** Extracted data follows **
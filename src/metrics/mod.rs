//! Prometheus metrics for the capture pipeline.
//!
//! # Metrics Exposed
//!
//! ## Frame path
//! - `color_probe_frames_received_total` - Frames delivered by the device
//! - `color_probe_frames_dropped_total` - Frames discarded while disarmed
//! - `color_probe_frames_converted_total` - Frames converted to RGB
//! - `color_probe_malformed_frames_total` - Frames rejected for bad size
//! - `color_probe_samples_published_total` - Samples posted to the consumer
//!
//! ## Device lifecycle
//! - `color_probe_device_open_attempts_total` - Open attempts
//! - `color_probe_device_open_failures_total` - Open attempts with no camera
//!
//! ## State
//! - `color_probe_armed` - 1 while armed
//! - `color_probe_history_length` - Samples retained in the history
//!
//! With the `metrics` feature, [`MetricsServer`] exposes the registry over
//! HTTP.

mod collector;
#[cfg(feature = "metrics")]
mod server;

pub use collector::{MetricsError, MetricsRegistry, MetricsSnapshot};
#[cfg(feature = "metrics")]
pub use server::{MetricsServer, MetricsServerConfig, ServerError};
** End of Extracted data **
** Extracted data follows **
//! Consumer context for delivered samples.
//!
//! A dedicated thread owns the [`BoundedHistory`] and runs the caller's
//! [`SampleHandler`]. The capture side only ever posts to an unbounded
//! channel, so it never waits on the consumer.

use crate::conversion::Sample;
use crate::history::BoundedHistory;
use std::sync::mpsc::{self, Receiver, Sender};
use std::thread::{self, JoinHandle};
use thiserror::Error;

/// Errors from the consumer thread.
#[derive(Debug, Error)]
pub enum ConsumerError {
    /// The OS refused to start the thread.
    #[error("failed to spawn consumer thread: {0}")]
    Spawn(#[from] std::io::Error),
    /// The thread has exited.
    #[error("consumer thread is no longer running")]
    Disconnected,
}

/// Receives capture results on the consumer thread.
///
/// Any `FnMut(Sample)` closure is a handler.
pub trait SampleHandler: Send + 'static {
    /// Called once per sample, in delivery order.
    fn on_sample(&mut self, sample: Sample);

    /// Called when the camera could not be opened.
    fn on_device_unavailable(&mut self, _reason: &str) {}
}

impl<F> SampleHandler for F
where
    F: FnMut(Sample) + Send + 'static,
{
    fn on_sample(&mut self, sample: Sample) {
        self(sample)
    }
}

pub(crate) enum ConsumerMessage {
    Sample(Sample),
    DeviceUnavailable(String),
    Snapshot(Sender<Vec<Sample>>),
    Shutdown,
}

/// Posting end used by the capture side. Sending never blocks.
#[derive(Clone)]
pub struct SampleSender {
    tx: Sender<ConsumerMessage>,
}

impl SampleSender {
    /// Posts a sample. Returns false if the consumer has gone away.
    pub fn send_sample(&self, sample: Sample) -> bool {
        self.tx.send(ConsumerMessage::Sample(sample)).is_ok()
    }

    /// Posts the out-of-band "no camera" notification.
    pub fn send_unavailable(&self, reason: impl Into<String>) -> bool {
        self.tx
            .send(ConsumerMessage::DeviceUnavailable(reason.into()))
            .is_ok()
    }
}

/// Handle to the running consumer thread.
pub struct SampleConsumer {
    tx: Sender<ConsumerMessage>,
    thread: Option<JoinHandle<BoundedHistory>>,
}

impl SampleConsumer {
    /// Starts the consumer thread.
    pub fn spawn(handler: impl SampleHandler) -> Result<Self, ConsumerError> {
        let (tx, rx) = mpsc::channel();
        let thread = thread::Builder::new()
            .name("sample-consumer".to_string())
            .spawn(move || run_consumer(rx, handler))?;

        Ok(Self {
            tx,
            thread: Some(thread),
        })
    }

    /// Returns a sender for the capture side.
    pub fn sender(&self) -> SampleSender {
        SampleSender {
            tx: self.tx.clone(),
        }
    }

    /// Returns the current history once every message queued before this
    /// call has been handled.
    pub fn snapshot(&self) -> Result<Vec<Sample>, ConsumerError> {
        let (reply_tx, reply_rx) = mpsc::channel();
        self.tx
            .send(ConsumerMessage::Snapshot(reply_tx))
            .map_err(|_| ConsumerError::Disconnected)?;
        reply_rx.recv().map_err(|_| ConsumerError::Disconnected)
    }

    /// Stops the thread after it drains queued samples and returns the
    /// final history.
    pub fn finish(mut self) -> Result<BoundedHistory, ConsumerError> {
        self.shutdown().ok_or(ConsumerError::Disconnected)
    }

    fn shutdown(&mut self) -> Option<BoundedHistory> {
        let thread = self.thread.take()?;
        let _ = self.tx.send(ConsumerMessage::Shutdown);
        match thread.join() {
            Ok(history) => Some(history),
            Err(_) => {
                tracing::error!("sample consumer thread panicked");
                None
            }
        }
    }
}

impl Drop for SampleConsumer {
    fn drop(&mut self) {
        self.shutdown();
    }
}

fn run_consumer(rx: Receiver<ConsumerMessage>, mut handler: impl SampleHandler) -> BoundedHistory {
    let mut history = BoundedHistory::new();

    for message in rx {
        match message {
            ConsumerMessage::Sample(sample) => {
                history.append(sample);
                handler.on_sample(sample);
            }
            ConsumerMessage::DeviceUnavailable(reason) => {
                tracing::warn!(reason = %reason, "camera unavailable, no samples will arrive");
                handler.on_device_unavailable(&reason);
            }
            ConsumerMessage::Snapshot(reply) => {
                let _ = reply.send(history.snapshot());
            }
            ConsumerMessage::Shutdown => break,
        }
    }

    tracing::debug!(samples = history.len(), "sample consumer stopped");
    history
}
** End of Extracted data **
* _What is expected_:
Your answer must be the lines above from the one containing "Starts the consumer thread." to the one containing "for the capture side.", both included, restated word for word.

* _Task result_:
    /// Starts the consumer thread.
    pub fn spawn(handler: impl SampleHandler) -> Result<Self, ConsumerError> {
        let (tx, rx) = mpsc::channel();
        let thread = thread::Builder::new()
            .name("sample-consumer".to_string())
            .spawn(move || run_consumer(rx, handler))?;

        Ok(Self {
            tx,
            thread: Some(thread),
        })
    }

    /// Returns a sender for the capture side.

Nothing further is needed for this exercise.